When Medicaid Estate Recovery planning was being done it was early this millennium as it was signed into Bush era Deficit Reduction Act of 2005. This was totally during the go go years of the housing boom. Everybody could get huge mortgages even with low income. Crappy old houses were little gold mines to sell or reverse mortgage upon. Then the housing crash & tightening of lending. And maws old house with decades of delayed maintenance, filled with old people’s stuff, can’t sell for even its tax assessor value as it’s not renovated with granite countertops and rainfall shower heads which buyers expect. Add in if maw goes onto Medicaid and wants to keep her home, then spending any $ on the home other than insurance, taxes or required maintenance is not in moms heirs best interest. I really think that as more & more families really realize what Medicaid’s Estate Recovery can mean, and if what the OP, Sonja8084, has had happened to her with Recovery pressuring her to repair, renovate & spend on a property that she does not own, that family/ heirs will flat just walk away from the property and let the state /Medicaid/MERP/tax assessor figure out what to do. If house goes blighted, gets vagrants, stripped of its architectural details, it’s not your property not your problem. 

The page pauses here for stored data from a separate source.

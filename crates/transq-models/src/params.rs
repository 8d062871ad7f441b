//! Transcoding parameters.
//!
//! Jobs carry free-form parameters; the transcoder reads the keys it knows
//! from them and falls back to defaults for the rest.

use serde::{Deserialize, Serialize};
use std::fmt;

/// Output resolution preset.
#[derive(Debug, Clone, Copy, PartialEq, Eq, Hash, Serialize, Deserialize, Default)]
pub enum Resolution {
    #[serde(rename = "480p")]
    P480,
    #[default]
    #[serde(rename = "720p")]
    P720,
    #[serde(rename = "1080p")]
    P1080,
}

impl Resolution {
    /// Target frame size (width, height).
    pub fn dimensions(&self) -> (u32, u32) {
        match self {
            Resolution::P480 => (854, 480),
            Resolution::P720 => (1280, 720),
            Resolution::P1080 => (1920, 1080),
        }
    }

    /// Parse a resolution label; unknown labels fall back to 720p.
    pub fn from_label(label: &str) -> Self {
        match label.trim().to_lowercase().as_str() {
            "480p" => Resolution::P480,
            "1080p" => Resolution::P1080,
            _ => Resolution::P720,
        }
    }

    pub fn as_str(&self) -> &'static str {
        match self {
            Resolution::P480 => "480p",
            Resolution::P720 => "720p",
            Resolution::P1080 => "1080p",
        }
    }
}

impl fmt::Display for Resolution {
    fn fmt(&self, f: &mut fmt::Formatter<'_>) -> fmt::Result {
        write!(f, "{}", self.as_str())
    }
}

/// Parameters understood by the transcoder.
#[derive(Debug, Clone, PartialEq, Eq, Serialize, Deserialize)]
pub struct TranscodeParams {
    pub resolution: Resolution,
    /// Container format of the output
    pub format: String,
    /// x264 preset
    pub preset: String,
    /// Constant rate factor
    pub crf: u8,
}

impl Default for TranscodeParams {
    fn default() -> Self {
        Self {
            resolution: Resolution::P720,
            format: "mp4".to_string(),
            preset: "slow".to_string(),
            crf: 20,
        }
    }
}

impl TranscodeParams {
    /// Read known keys out of free-form job parameters.
    ///
    /// `crf` is accepted as a number or a numeric string, and clamped to the
    /// x264 range 0..=51. `forceFormat` is accepted as an alias of `format`.
    pub fn from_value(params: &serde_json::Value) -> Self {
        let defaults = Self::default();
        let str_field = |key: &str| params.get(key).and_then(|v| v.as_str());

        let resolution = str_field("resolution")
            .map(Resolution::from_label)
            .unwrap_or(defaults.resolution);

        let format = str_field("format")
            .or_else(|| str_field("forceFormat"))
            .map(|f| f.trim().to_lowercase())
            .filter(|f| !f.is_empty())
            .unwrap_or(defaults.format);

        let preset = str_field("preset")
            .map(|p| p.trim().to_string())
            .filter(|p| !p.is_empty())
            .unwrap_or(defaults.preset);

        let crf = params
            .get("crf")
            .and_then(|v| {
                v.as_u64()
                    .or_else(|| v.as_str().and_then(|s| s.trim().parse().ok()))
            })
            .map(|c| c.min(51) as u8)
            .unwrap_or(defaults.crf);

        Self {
            resolution,
            format,
            preset,
            crf,
        }
    }
}
//! Storage error types.

use thiserror::Error;

/// Result type for storage operations.
pub type StorageResult<T> = Result<T, StorageError>;

/// Errors that can occur during storage operations.
#[derive(Debug, Error)]
pub enum StorageError {
    #[error("Failed to configure storage client: {0}")]
    ConfigError(String),

    #[error("Object not found: {0}")]
    NotFound(String),

    #[error("Upload failed: {0}")]
    UploadFailed(String),

    #[error("Download failed: {0}")]
    DownloadFailed(String),

    #[error("IO error: {0}")]
    Io(#[from] std::io::Error),

    #[error("AWS SDK error: {0}")]
    AwsSdk(String),
}

impl StorageError {
    pub fn config_error(msg: impl Into<String>) -> Self {
        Self::ConfigError(msg.into())
    }

    pub fn not_found(key: impl Into<String>) -> Self {
        Self::NotFound(key.into())
    }

    pub fn upload_failed(msg: impl Into<String>) -> Self {
        Self::UploadFailed(msg.into())
    }

    pub fn download_failed(msg: impl Into<String>) -> Self {
        Self::DownloadFailed(msg.into())
    }
}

Toad - going through the process of selling the house and asking court clerks for help totally makes sense IF you stand to benefit. But for those on LTC NH Medicaid, there’s likely a 6 figure Medicaid lien or claim involved. Average NH stay is 2 years & at 10k a mo NH cost that’s 240k possible Medicaid lien / claim.  If you don’t have exemptions or exclusions to MERP, or a unique reason to keep home, then imo spending time & $ on the house is of no benefit unless property is low value or over 300k to make it worthwhile to deal with.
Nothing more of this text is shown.